Моя тетушка Августа Яковлевна, светлая ей память, была очень предана отцу, впрочем, как и вся их семья. Папа был старшим (отца рано не стало), ему приходилось заниматься воспитанием младших. Он мне рассказывал, что, когда девочки шалили, в наказание он сажал их на сундук на полтора часа. В его отсутствие братья уговаривали сестер ослушаться, но они не хотели огорчать брата и терпеливо переносили наказание. Кстати, этот метод он применял и ко мне — запирал меня в комнате на какое-то время.
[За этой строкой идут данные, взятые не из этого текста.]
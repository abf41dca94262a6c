//! Mermaid diagrams and recommendations derived from a finished analysis

use super::{Analyzer, extract_json_object, prompts};
use crate::cache::{CacheMetadata, CacheNamespace};
use crate::types::{ArchitecturalAnalysis, DiagramData, Recommendation, RepositoryInfo};
use serde::Deserialize;

/// The diagrams the analyzer knows how to ask for
#[derive(Debug, Clone, Copy, PartialEq, Eq)]
pub enum DiagramKind {
    Component,
    Sequence,
    CobolFlow,
    CobolData,
}

impl DiagramKind {
    /// Diagrams requested for a repository whose primary language is `language`
    pub fn for_language(language: &str) -> &'static [DiagramKind] {
        match language {
            "cobol" => &[DiagramKind::CobolFlow, DiagramKind::CobolData],
            _ => &[DiagramKind::Component, DiagramKind::Sequence],
        }
    }

    pub fn title(self) -> &'static str {
        match self {
            DiagramKind::Component => "System Components",
            DiagramKind::Sequence => "Process Flow",
            DiagramKind::CobolFlow => "COBOL Program Flow",
            DiagramKind::CobolData => "COBOL Data Structures",
        }
    }

    pub fn diagram_type(self) -> &'static str {
        match self {
            DiagramKind::Component => "component",
            DiagramKind::Sequence => "sequence",
            DiagramKind::CobolFlow => "flowchart",
            DiagramKind::CobolData => "graph",
        }
    }

    fn fallback(self) -> (&'static str, &'static str) {
        match self {
            DiagramKind::Component => ("graph TD\nA[Component A]", "System component relationships"),
            DiagramKind::Sequence => ("sequenceDiagram\nA->>B: Process", "Main system process flow"),
            DiagramKind::CobolFlow => ("flowchart TD\nA[Main Program]", "COBOL program execution flow"),
            DiagramKind::CobolData => ("graph TD\nA[Data Structure]", "COBOL data organization"),
        }
    }

    fn system_prompt(self) -> &'static str {
        match self {
            DiagramKind::Component | DiagramKind::Sequence => prompts::DIAGRAM_SYSTEM_PROMPT,
            DiagramKind::CobolFlow => prompts::COBOL_FLOW_SYSTEM_PROMPT,
            DiagramKind::CobolData => prompts::COBOL_DATA_SYSTEM_PROMPT,
        }
    }

    fn prompt(self, analysis: &ArchitecturalAnalysis) -> String {
        match self {
            DiagramKind::Component => prompts::component_diagram_prompt(analysis),
            DiagramKind::Sequence => prompts::sequence_diagram_prompt(analysis),
            DiagramKind::CobolFlow => prompts::cobol_flow_prompt(analysis),
            DiagramKind::CobolData => prompts::cobol_data_prompt(analysis),
        }
    }

    /// Generic diagrams are drawn from components and are pointless without them
    fn needs_components(self) -> bool {
        matches!(self, DiagramKind::Component | DiagramKind::Sequence)
    }
}

#[derive(Deserialize, Default)]
#[serde(default)]
struct DiagramReply {
    mermaid_code: Option<String>,
    description: Option<String>,
}

/// Diagram from a backend reply; `None` when the reply holds no JSON object
///
/// Missing fields take the kind's placeholder.
pub fn parse_diagram(text: &str, kind: DiagramKind) -> Option<DiagramData> {
    let reply: DiagramReply = match serde_json::from_str(extract_json_object(text)?) {
        Ok(reply) => reply,
        Err(e) => {
            tracing::warn!("Unreadable {} diagram reply: {}", kind.title(), e);
            return None;
        }
    };
    let (code, description) = kind.fallback();
    Some(DiagramData {
        title: kind.title().to_string(),
        diagram_type: kind.diagram_type().to_string(),
        mermaid_code: reply.mermaid_code.unwrap_or_else(|| code.to_string()),
        description: reply.description.unwrap_or_else(|| description.to_string()),
    })
}

/// Recommendations from the first JSON array in `text`; empty when there is none
pub fn parse_recommendations(text: &str) -> Vec<Recommendation> {
    let array = match (text.find('['), text.rfind(']')) {
        (Some(start), Some(end)) if start < end => &text[start..=end],
        _ => {
            tracing::warn!("No recommendation list in reply");
            return Vec::new();
        }
    };
    serde_json::from_str(array).unwrap_or_else(|e| {
        tracing::warn!("Unreadable recommendation list: {}", e);
        Vec::new()
    })
}

impl Analyzer {
    /// Diagrams for a finished analysis, in request order
    ///
    /// A failed or unreadable call leaves its diagram out.
    pub async fn generate_diagrams(
        &self,
        repo: &RepositoryInfo,
        analysis: &ArchitecturalAnalysis,
    ) -> Vec<DiagramData> {
        let cache = self.cache(CacheNamespace::Repository);
        let mut diagrams = Vec::new();

        for &kind in DiagramKind::for_language(&repo.primary_language) {
            if kind.needs_components() && analysis.components.is_empty() {
                tracing::debug!("Skipping {} diagram, no components", kind.title());
                continue;
            }

            let prompt = kind.prompt(analysis);
            let metadata = CacheMetadata::new(&repo.name, &repo.primary_language)
                .with_attribute("strategy", "diagram")
                .with_attribute("diagram", kind.diagram_type());
            let request = self.request(
                kind.system_prompt(),
                prompt.clone(),
                self.generation.diagram_max_tokens,
            );

            match self
                .backend
                .call(cache.as_ref(), &prompt, &metadata, request)
                .await
            {
                Ok(text) => diagrams.extend(parse_diagram(&text, kind)),
                Err(e) => tracing::warn!("{} diagram failed for {}: {}", kind.title(), repo.name, e),
            }
        }

        diagrams
    }

    /// Improvement recommendations for a finished analysis
    pub async fn generate_recommendations(
        &self,
        repo: &RepositoryInfo,
        analysis: &ArchitecturalAnalysis,
    ) -> Vec<Recommendation> {
        let prompt = prompts::recommendation_prompt(repo, analysis);
        let metadata = CacheMetadata::new(&repo.name, &repo.primary_language)
            .with_attribute("strategy", "recommendations");
        let request = self.request(
            prompts::RECOMMENDATION_SYSTEM_PROMPT,
            prompt.clone(),
            self.generation.recommendation_max_tokens,
        );
        let cache = self.cache(CacheNamespace::Repository);

        match self
            .backend
            .call(cache.as_ref(), &prompt, &metadata, request)
            .await
        {
            Ok(text) => parse_recommendations(&text),
            Err(e) => {
                tracing::warn!("Recommendations failed for {}: {}", repo.name, e);
                Vec::new()
            }
        }
    }
}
В Ленинград, кроме жены и сына, папа взял только мою сестру Лену, потому что у меня была путевка в пионерлагерь. А как-то по делам приехал на один день в Москву, позвонил и сказал, что забежит ненадолго, ему надо успеть на поезд. Было уже поздно, часов одиннадцать. Он зашел, торопливо поцеловал меня, попрощался и уехал. Больше я его не видела. У меня тогда то ли предчувствие было, то ли обстановка такая — ночь, торопливость отца, но меня охватила страшная тревога, я долго плакала, хотя вроде бы мы привыкли к тому, что он часто уезжал.

На следующее утро я уехала в лагерь, но пробыла там очень недолго. Неожиданно приехала тетка Надежда Яковлевна Колобкова, сестра отца, и забрала меня прямо в чем я была. Я сказала: «Мне надо заехать домой, переодеться», но тетя Надя пробормотала: «Нет, нет, отец уехал, забрал ключи…» Я тогда не придала этому значения, ведь папа часто уезжал.

С Каменного моста хорошо был виден Кремль, где жил «друг всех детей», который подарил мне цветы. Мне было одиннадцать лет. У меня не осталось ни папы, ни дома, ни школы, ни даже теплой одежды. Так в сатиновых трусах, в майке, с пионерским галстуком и в полотняной панаме я рассталась со своим детством.